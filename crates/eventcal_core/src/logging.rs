//! Process-wide logging bootstrap.
//!
//! # Responsibility
//! - Initialize rolling file logs exactly once per process.
//! - Capture panics into the log before the default hook runs.
//!
//! # Invariants
//! - Re-initialization with the same level and directory is a no-op.
//! - Re-initialization with a different level or directory is rejected.
//! - Initialization never panics.
//! - Log lines carry ids and counts only, never event names or notes.

use flexi_logger::{Cleanup, Criterion, FileSpec, Logger, LoggerHandle, Naming, WriteMode};
use log::{error, info};
use once_cell::sync::OnceCell;
use std::path::{Path, PathBuf};

const LOG_FILE_BASENAME: &str = "eventcal";
const MAX_LOG_FILE_SIZE_BYTES: u64 = 10 * 1024 * 1024;
const MAX_LOG_FILES: usize = 5;
const MAX_PANIC_PAYLOAD_CHARS: usize = 160;

static LOGGING_STATE: OnceCell<LoggingState> = OnceCell::new();
static PANIC_HOOK_INSTALLED: OnceCell<()> = OnceCell::new();

struct LoggingState {
    level: &'static str,
    log_dir: PathBuf,
    _logger: LoggerHandle,
}

impl LoggingState {
    fn ensure_matches(&self, level: &str, log_dir: &Path) -> Result<(), String> {
        if self.log_dir != log_dir {
            return Err(format!(
                "logging already initialized at `{}`; refusing to switch to `{}`",
                self.log_dir.display(),
                log_dir.display()
            ));
        }
        if self.level != level {
            return Err(format!(
                "logging already initialized with level `{}`; refusing to switch to `{level}`",
                self.level
            ));
        }
        Ok(())
    }
}

/// Starts file logging at `level` under the absolute directory `log_dir`.
///
/// # Errors
/// - `level` is not one of `trace|debug|info|warn|error`.
/// - `log_dir` is empty, relative, or cannot be created.
/// - Logging is already active with another level or directory.
/// - The logger backend fails to start.
pub fn init_logging(level: &str, log_dir: &str) -> Result<(), String> {
    let level = normalize_level(level)?;
    let log_dir = normalize_log_dir(log_dir)?;

    if let Some(state) = LOGGING_STATE.get() {
        return state.ensure_matches(level, &log_dir);
    }

    let state = LOGGING_STATE.get_or_try_init(|| start_logger(level, log_dir.clone()))?;
    // Another thread may have won the race with different settings.
    state.ensure_matches(level, &log_dir)
}

fn start_logger(level: &'static str, log_dir: PathBuf) -> Result<LoggingState, String> {
    std::fs::create_dir_all(&log_dir).map_err(|err| {
        format!(
            "failed to create log directory `{}`: {err}",
            log_dir.display()
        )
    })?;

    let logger = Logger::try_with_str(level)
        .map_err(|err| format!("invalid log level `{level}`: {err}"))?
        .log_to_file(
            FileSpec::default()
                .directory(log_dir.as_path())
                .basename(LOG_FILE_BASENAME),
        )
        .rotate(
            Criterion::Size(MAX_LOG_FILE_SIZE_BYTES),
            Naming::Numbers,
            Cleanup::KeepLogFiles(MAX_LOG_FILES),
        )
        .write_mode(WriteMode::BufferAndFlush)
        .append()
        .format_for_files(flexi_logger::detailed_format)
        .start()
        .map_err(|err| format!("failed to start logger: {err}"))?;

    install_panic_hook_once();

    info!(
        "event=app_start module=core status=ok platform={} build_mode={} version={}",
        std::env::consts::OS,
        build_mode(),
        env!("CARGO_PKG_VERSION")
    );
    info!(
        "event=core_init module=core status=ok level={level} log_dir={}",
        log_dir.display()
    );

    Ok(LoggingState {
        level,
        log_dir,
        _logger: logger,
    })
}

/// Active `(level, log_dir)`, or `None` before [`init_logging`] succeeded.
pub fn logging_status() -> Option<(&'static str, PathBuf)> {
    LOGGING_STATE
        .get()
        .map(|state| (state.level, state.log_dir.clone()))
}

/// `debug` for debug builds, `info` for release builds.
pub fn default_log_level() -> &'static str {
    if cfg!(debug_assertions) {
        "debug"
    } else {
        "info"
    }
}

fn normalize_level(level: &str) -> Result<&'static str, String> {
    match level.trim().to_ascii_lowercase().as_str() {
        "trace" => Ok("trace"),
        "debug" => Ok("debug"),
        "info" => Ok("info"),
        "warn" | "warning" => Ok("warn"),
        "error" => Ok("error"),
        other => Err(format!(
            "unsupported log level `{other}`; expected trace|debug|info|warn|error"
        )),
    }
}

fn normalize_log_dir(log_dir: &str) -> Result<PathBuf, String> {
    let trimmed = log_dir.trim();
    if trimmed.is_empty() {
        return Err("log_dir cannot be empty".to_string());
    }
    let path = Path::new(trimmed);
    if !path.is_absolute() {
        return Err(format!("log_dir must be an absolute path, got `{trimmed}`"));
    }
    Ok(path.to_path_buf())
}

fn build_mode() -> &'static str {
    if cfg!(debug_assertions) {
        "debug"
    } else {
        "release"
    }
}

fn install_panic_hook_once() {
    if PANIC_HOOK_INSTALLED.set(()).is_err() {
        return;
    }

    let previous_hook = std::panic::take_hook();
    std::panic::set_hook(Box::new(move |panic_info| {
        let location = panic_info
            .location()
            .map(|loc| format!("{}:{}", loc.file(), loc.line()))
            .unwrap_or_else(|| "unknown".to_string());
        let payload = panic_payload_summary(panic_info);
        error!("event=panic_captured module=core status=error location={location} payload={payload}");
        previous_hook(panic_info);
    }));
}

fn panic_payload_summary(info: &std::panic::PanicHookInfo<'_>) -> String {
    let payload = if let Some(message) = info.payload().downcast_ref::<&str>() {
        (*message).to_string()
    } else if let Some(message) = info.payload().downcast_ref::<String>() {
        message.clone()
    } else {
        "non-string panic payload".to_string()
    };

    sanitize_message(&payload, MAX_PANIC_PAYLOAD_CHARS)
}

/// Flattens newlines and caps length so one panic stays on one log line.
fn sanitize_message(value: &str, max_chars: usize) -> String {
    let normalized = value.replace(['\n', '\r'], " ");
    let mut truncated = normalized.chars().take(max_chars).collect::<String>();
    if normalized.chars().count() > max_chars {
        truncated.push_str("...");
    }
    truncated
}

┄┄┄┄┄┄┄┄┄┄┄┄┄┄┄┄┄┄┄┄

Try it — Once more, write out all the data exactly.

Written answer —
filename crates/eventcal_core/src/logging.rs
//! Process-wide logging bootstrap.
//!
//! # Responsibility
//! - Initialize rolling file logs exactly once per process.
//! - Capture panics into the log before the default hook runs.
//!
//! # Invariants
//! - Re-initialization with the same level and directory is a no-op.
//! - Re-initialization with a different level or directory is rejected.
//! - Initialization never panics.
//! - Log lines carry ids and counts only, never event names or notes.

use flexi_logger::{Cleanup, Criterion, FileSpec, Logger, LoggerHandle, Naming, WriteMode};
use log::{error, info};
use once_cell::sync::OnceCell;
use std::path::{Path, PathBuf};

const LOG_FILE_BASENAME: &str = "eventcal";
const MAX_LOG_FILE_SIZE_BYTES: u64 = 10 * 1024 * 1024;
const MAX_LOG_FILES: usize = 5;
const MAX_PANIC_PAYLOAD_CHARS: usize = 160;

static LOGGING_STATE: OnceCell<LoggingState> = OnceCell::new();
static PANIC_HOOK_INSTALLED: OnceCell<()> = OnceCell::new();

struct LoggingState {
    level: &'static str,
    log_dir: PathBuf,
    _logger: LoggerHandle,
}

impl LoggingState {
    fn ensure_matches(&self, level: &str, log_dir: &Path) -> Result<(), String> {
        if self.log_dir != log_dir {
            return Err(format!(
                "logging already initialized at `{}`; refusing to switch to `{}`",
                self.log_dir.display(),
                log_dir.display()
            ));
        }
        if self.level != level {
            return Err(format!(
                "logging already initialized with level `{}`; refusing to switch to `{level}`",
                self.level
            ));
        }
        Ok(())
    }
}

/// Starts file logging at `level` under the absolute directory `log_dir`.
///
/// # Errors
/// - `level` is not one of `trace|debug|info|warn|error`.
/// - `log_dir` is empty, relative, or cannot be created.
/// - Logging is already active with another level or directory.
/// - The logger backend fails to start.
pub fn init_logging(level: &str, log_dir: &str) -> Result<(), String> {
    let level = normalize_level(level)?;
    let log_dir = normalize_log_dir(log_dir)?;

    if let Some(state) = LOGGING_STATE.get() {
        return state.ensure_matches(level, &log_dir);
    }

    let state = LOGGING_STATE.get_or_try_init(|| start_logger(level, log_dir.clone()))?;
    // Another thread may have won the race with different settings.
    state.ensure_matches(level, &log_dir)
}

fn start_logger(level: &'static str, log_dir: PathBuf) -> Result<LoggingState, String> {
    std::fs::create_dir_all(&log_dir).map_err(|err| {
        format!(
            "failed to create log directory `{}`: {err}",
            log_dir.display()
        )
    })?;

    let logger = Logger::try_with_str(level)
        .map_err(|err| format!("invalid log level `{level}`: {err}"))?
        .log_to_file(
            FileSpec::default()
                .directory(log_dir.as_path())
                .basename(LOG_FILE_BASENAME),
        )
        .rotate(
            Criterion::Size(MAX_LOG_FILE_SIZE_BYTES),
            Naming::Numbers,
            Cleanup::KeepLogFiles(MAX_LOG_FILES),
        )
        .write_mode(WriteMode::BufferAndFlush)
        .append()
        .format_for_files(flexi_logger::detailed_format)
        .start()
        .map_err(|err| format!("failed to start logger: {err}"))?;

    install_panic_hook_once();

    info!(
        "event=app_start module=core status=ok platform={} build_mode={} version={}",
        std::env::consts::OS,
        build_mode(),
        env!("CARGO_PKG_VERSION")
    );
    info!(
        "event=core_init module=core status=ok level={level} log_dir={}",
        log_dir.display()
    );

    Ok(LoggingState {
        level,
        log_dir,
        _logger: logger,
    })
}

/// Active `(level, log_dir)`, or `None` before [`init_logging`] succeeded.
pub fn logging_status() -> Option<(&'static str, PathBuf)> {
    LOGGING_STATE
        .get()
        .map(|state| (state.level, state.log_dir.clone()))
}

/// `debug` for debug builds, `info` for release builds.
pub fn default_log_level() -> &'static str {
    if cfg!(debug_assertions) {
        "debug"
    } else {
        "info"
    }
}

fn normalize_level(level: &str) -> Result<&'static str, String> {
    match level.trim().to_ascii_lowercase().as_str() {
        "trace" => Ok("trace"),
        "debug" => Ok("debug"),
        "info" => Ok("info"),
        "warn" | "warning" => Ok("warn"),
        "error" => Ok("error"),
        other => Err(format!(
            "unsupported log level `{other}`; expected trace|debug|info|warn|error"
        )),
    }
}

fn normalize_log_dir(log_dir: &str) -> Result<PathBuf, String> {
    let trimmed = log_dir.trim();
    if trimmed.is_empty() {
        return Err("log_dir cannot be empty".to_string());
    }
    let path = Path::new(trimmed);
    if !path.is_absolute() {
        return Err(format!("log_dir must be an absolute path, got `{trimmed}`"));
    }
    Ok(path.to_path_buf())
}

fn build_mode() -> &'static str {
    if cfg!(debug_assertions) {
        "debug"
    } else {
        "release"
    }
}

fn install_panic_hook_once() {
    if PANIC_HOOK_INSTALLED.set(()).is_err() {
        return;
    }

    let previous_hook = std::panic::take_hook();
    std::panic::set_hook(Box::new(move |panic_info| {
        let location = panic_info
            .location()
            .map(|loc| format!("{}:{}", loc.file(), loc.line()))
            .unwrap_or_else(|| "unknown".to_string());
        let payload = panic_payload_summary(panic_info);
        error!("event=panic_captured module=core status=error location={location} payload={payload}");
        previous_hook(panic_info);
    }));
}

fn panic_payload_summary(info: &std::panic::PanicHookInfo<'_>) -> String {
    let payload = if let Some(message) = info.payload().downcast_ref::<&str>() {
        (*message).to_string()
    } else if let Some(message) = info.payload().downcast_ref::<String>() {
        message.clone()
    } else {
        "non-string panic payload".to_string()
    };

    sanitize_message(&payload, MAX_PANIC_PAYLOAD_CHARS)
}

/// Flattens newlines and caps length so one panic stays on one log line.
fn sanitize_message(value: &str, max_chars: usize) -> String {
    let normalized = value.replace(['\n', '\r'], " ");
    let mut truncated = normalized.chars().take(max_chars).collect::<String>();
    if normalized.chars().count() > max_chars {
        truncated.push_str("...");
    }
    truncated
}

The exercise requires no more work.